Ruchir Sharma, de Morgan Stanley, aborde cette question dans le Financial Times du 2 août 2021 et soulève un point qui plaide indirectement en faveur de la planification écologique. Il note que la poussée d’investissement nécessaire à la transition vers une économie bas carbone nous pose un problème matériel trivial : d’une part, les activités polluantes – en particulier dans les secteurs de l’exploitation minière ou de la production de métaux – ne sont plus rentables en raison de la réglementation accrue ou de la hausse des prix du carbone; d’autre part, l’investissement dans le verdissement des infrastructures nécessite de telles ressources pour accroître les capacités. La diminution de l’offre et l’augmentation de la demande sont donc la recette de ce qu’il appelle la « greenflation ». Ruchir Sharma affirme donc que « bloquer les nouvelles mines et les plates-formes pétrolières ne sera pas toujours la décision la plus responsable sur le plan environnemental et social ».
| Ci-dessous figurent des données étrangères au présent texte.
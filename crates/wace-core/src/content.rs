//! Content serializer — the subject → topic → lesson tree.
//!
//! Every lesson's stored video URL is replaced by the access policy's output
//! for the current requester, and annotated with whether that requester has
//! completed it.

use std::{
  collections::{BTreeMap, BTreeSet},
  time::Duration,
};

use serde::Serialize;

use crate::{
  Error, Result,
  account::Requester,
  catalog::{Lesson, LessonId, LessonType, SubjectId, SubjectType, TopicId},
  policy::{self, DEFAULT_VIDEO_TTL, VideoSigner},
  store::CourseStore,
};

/// Knobs for building the tree.
#[derive(Debug, Clone, Copy)]
pub struct ContentOptions {
  /// Lifetime of every signed video URL in the response.
  pub video_ttl:               Duration,
  /// Drop topics with `is_published = false` from the tree.
  pub hide_unpublished_topics: bool,
}

impl Default for ContentOptions {
  fn default() -> Self {
    Self { video_ttl: DEFAULT_VIDEO_TTL, hide_unpublished_topics: false }
  }
}

// ─── Response shape ──────────────────────────────────────────────────────────

#[derive(Debug, Clone, Serialize)]
pub struct LessonNode {
  pub id:                     LessonId,
  pub title:                  String,
  pub lesson_type:            LessonType,
  pub order:                  i64,
  pub is_free:                bool,
  pub video_duration_minutes: Option<i64>,
  /// Policy-applied; `null` when absent or withheld.
  pub video_url:              Option<String>,
  pub content:                String,
  pub notes:                  String,
  pub is_completed:           bool,
}

#[derive(Debug, Clone, Serialize)]
pub struct TopicNode {
  pub id:                       TopicId,
  pub title:                    String,
  pub description:              String,
  pub order:                    i64,
  pub estimated_duration_hours: i64,
  pub is_published:             bool,
  pub lessons_count:            usize,
  pub lessons:                  Vec<LessonNode>,
}

#[derive(Debug, Clone, Serialize)]
pub struct SubjectDetail {
  pub id:           SubjectId,
  pub name:         String,
  pub code:         String,
  pub description:  String,
  pub subject_type: SubjectType,
  pub topics:       Vec<TopicNode>,
  pub total_topics: usize,
}

// ─── Builder ─────────────────────────────────────────────────────────────────

/// Build the content tree for `subject_id` as seen by `requester`.
///
/// Issues one signing call per exposed lesson video. A failure to read the
/// requester's completions is logged and treated as "none completed".
pub async fn subject_detail<S, V>(
  store: &S,
  signer: &V,
  options: &ContentOptions,
  subject_id: SubjectId,
  requester: Requester,
) -> Result<SubjectDetail>
where
  S: CourseStore,
  V: VideoSigner + ?Sized,
{
  let subject = store
    .get_subject(subject_id)
    .await
    .map_err(Error::store)?
    .ok_or(Error::SubjectNotFound(subject_id))?;

  let topics  = store.list_topics(subject_id).await.map_err(Error::store)?;
  let lessons = store.subject_lessons(subject_id).await.map_err(Error::store)?;

  let completed = match requester.user_id() {
    Some(user_id) => match store.completed_in_subject(user_id, subject_id).await {
      Ok(ids) => ids,
      Err(e) => {
        tracing::warn!(subject_id, user_id, error = %e, "could not fetch lesson completions");
        BTreeSet::new()
      }
    },
    None => BTreeSet::new(),
  };

  let mut by_topic: BTreeMap<TopicId, Vec<Lesson>> = BTreeMap::new();
  for lesson in lessons {
    by_topic.entry(lesson.topic_id).or_default().push(lesson);
  }

  let topics: Vec<TopicNode> = topics
    .into_iter()
    .filter(|t| t.is_published || !options.hide_unpublished_topics)
    .map(|topic| {
      let mut lessons = by_topic.remove(&topic.topic_id).unwrap_or_default();
      lessons.sort_by_key(|l| l.order);
      let lessons: Vec<LessonNode> = lessons
        .into_iter()
        .map(|lesson| lesson_node(lesson, &requester, signer, options, &completed))
        .collect();

      TopicNode {
        id:                       topic.topic_id,
        title:                    topic.title,
        description:              topic.description,
        order:                    topic.order,
        estimated_duration_hours: topic.estimated_duration_hours,
        is_published:             topic.is_published,
        lessons_count:            lessons.len(),
        lessons,
      }
    })
    .collect();

  Ok(SubjectDetail {
    id:           subject.subject_id,
    name:         subject.name,
    code:         subject.code,
    description:  subject.description,
    subject_type: subject.subject_type,
    total_topics: topics.len(),
    topics,
  })
}

fn lesson_node<V>(
  lesson: Lesson,
  requester: &Requester,
  signer: &V,
  options: &ContentOptions,
  completed: &BTreeSet<LessonId>,
) -> LessonNode
where
  V: VideoSigner + ?Sized,
{
  let video_url = policy::expose(&lesson, requester, signer, options.video_ttl);
  LessonNode {
    is_completed:           completed.contains(&lesson.lesson_id),
    id:                     lesson.lesson_id,
    title:                  lesson.title,
    lesson_type:            lesson.lesson_type,
    order:                  lesson.order,
    is_free:                lesson.is_free,
    video_duration_minutes: lesson.video_duration_minutes,
    video_url,
    content:                lesson.content,
    notes:                  lesson.notes,
  }
}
En tant que porte-parole d’une institution ayant un intérêt direct dans les matières premières polluantes, Sharma est loin d’être neutre. Mais le problème qu’il présente – comment fournir suffisamment de matières polluantes pour construire une économie à énergie propre ? – est réel et renvoie à un autre problème lié à une hypothétique transition axée sur le marché : la tarification du carbone ne permet pas à la société de faire la distinction entre les utilisations fallacieuses du carbone – comme envoyer des milliardaires dans l’espace – et les utilisations vitales comme la construction de l’infrastructure d’une économie bas carbone. Dans le cadre d’une transition réussie, le premier usage serait rendu impossible et le second serait aussi bon marché que possible. En tant que tel, un prix unique du carbone devient une voie évidente vers l’échec.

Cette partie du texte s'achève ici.